About this task ->
Extract every line below that contains the word "request".

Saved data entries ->
· · · · · · ·

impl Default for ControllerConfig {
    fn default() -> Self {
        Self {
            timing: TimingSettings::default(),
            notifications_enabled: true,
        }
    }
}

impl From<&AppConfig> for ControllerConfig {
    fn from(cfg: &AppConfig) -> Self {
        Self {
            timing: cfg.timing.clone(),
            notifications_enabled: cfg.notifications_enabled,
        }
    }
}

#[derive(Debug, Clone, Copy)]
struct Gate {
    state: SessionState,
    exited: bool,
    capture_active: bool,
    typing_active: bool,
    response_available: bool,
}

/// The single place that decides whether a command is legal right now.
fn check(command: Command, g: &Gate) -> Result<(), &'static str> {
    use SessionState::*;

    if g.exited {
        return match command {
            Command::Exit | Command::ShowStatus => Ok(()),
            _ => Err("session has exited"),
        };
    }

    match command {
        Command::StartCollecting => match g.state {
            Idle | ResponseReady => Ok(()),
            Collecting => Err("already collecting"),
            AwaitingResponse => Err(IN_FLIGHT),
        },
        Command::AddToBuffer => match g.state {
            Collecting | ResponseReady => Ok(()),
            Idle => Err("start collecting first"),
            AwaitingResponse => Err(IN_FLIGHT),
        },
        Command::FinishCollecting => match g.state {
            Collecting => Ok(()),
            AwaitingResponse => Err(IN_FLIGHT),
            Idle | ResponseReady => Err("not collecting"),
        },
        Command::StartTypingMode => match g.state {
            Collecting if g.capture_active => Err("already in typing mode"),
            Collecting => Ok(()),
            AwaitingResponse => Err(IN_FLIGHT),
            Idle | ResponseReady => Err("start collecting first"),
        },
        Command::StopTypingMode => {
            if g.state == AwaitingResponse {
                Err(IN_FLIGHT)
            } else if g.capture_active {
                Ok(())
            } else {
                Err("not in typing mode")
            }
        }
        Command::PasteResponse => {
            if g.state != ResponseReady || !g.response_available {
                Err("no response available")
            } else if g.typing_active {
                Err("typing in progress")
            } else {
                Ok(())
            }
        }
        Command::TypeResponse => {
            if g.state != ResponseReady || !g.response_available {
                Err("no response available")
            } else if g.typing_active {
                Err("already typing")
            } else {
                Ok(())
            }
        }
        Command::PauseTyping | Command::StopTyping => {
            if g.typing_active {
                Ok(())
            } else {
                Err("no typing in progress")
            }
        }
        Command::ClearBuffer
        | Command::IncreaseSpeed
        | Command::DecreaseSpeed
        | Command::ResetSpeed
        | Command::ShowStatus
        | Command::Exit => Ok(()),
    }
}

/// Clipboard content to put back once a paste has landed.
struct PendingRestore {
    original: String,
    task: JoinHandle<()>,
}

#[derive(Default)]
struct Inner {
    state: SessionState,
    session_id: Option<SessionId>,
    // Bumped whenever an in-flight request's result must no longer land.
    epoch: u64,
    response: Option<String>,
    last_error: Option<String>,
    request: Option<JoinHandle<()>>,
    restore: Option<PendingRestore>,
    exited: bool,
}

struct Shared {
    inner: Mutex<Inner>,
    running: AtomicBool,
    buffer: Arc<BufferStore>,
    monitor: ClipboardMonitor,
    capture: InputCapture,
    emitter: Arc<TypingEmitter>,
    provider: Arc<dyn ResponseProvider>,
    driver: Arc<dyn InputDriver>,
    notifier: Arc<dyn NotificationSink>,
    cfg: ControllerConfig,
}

· · · · · · ·

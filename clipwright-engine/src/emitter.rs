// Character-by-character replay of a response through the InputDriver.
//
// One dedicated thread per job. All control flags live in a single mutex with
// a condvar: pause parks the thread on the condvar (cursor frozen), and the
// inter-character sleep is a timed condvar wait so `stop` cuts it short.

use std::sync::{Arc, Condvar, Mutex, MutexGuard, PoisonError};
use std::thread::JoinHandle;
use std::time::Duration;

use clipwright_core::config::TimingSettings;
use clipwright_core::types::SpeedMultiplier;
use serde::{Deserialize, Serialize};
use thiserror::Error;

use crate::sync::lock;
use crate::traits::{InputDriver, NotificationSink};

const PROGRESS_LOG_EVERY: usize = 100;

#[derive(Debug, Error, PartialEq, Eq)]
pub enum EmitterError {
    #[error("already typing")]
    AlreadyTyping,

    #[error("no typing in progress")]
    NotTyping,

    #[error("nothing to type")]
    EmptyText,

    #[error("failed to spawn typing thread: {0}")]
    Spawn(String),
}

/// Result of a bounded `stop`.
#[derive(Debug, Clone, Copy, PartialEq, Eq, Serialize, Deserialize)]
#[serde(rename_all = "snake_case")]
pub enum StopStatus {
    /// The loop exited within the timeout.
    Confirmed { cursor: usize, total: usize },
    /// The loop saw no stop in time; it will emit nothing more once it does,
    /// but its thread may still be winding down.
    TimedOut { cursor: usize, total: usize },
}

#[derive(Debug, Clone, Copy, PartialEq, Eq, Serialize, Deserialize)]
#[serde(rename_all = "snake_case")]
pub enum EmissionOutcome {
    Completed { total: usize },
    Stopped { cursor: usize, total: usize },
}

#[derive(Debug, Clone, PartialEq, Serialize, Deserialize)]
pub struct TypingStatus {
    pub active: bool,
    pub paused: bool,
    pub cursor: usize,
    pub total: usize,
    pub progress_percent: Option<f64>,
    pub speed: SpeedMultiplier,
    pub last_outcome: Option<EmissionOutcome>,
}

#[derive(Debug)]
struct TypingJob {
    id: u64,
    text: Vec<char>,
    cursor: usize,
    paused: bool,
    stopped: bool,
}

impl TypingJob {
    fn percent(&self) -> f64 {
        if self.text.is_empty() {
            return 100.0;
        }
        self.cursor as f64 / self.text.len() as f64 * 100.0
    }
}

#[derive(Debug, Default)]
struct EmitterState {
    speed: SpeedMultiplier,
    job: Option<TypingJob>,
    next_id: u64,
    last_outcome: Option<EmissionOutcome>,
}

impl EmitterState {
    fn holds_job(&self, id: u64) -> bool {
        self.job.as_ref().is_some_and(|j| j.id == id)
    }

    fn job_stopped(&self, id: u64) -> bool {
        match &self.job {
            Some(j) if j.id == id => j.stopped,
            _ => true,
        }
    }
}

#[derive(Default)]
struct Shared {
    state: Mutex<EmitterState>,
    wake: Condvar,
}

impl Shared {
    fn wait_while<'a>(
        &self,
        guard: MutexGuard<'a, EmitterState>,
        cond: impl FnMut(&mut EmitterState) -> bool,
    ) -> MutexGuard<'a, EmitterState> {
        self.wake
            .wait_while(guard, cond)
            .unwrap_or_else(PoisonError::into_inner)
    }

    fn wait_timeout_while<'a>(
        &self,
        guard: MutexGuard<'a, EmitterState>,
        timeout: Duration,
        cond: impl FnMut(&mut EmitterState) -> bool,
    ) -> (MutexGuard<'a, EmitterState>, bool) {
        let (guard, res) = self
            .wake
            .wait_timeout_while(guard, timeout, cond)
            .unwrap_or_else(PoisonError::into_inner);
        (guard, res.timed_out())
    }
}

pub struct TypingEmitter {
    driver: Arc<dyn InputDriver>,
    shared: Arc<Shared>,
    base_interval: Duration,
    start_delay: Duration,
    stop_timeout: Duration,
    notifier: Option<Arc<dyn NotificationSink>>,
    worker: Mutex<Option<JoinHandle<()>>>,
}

· · · · · · ·

Answer section ->
    // Bumped whenever an in-flight request's result must no longer land.
    request: Option<JoinHandle<()>>,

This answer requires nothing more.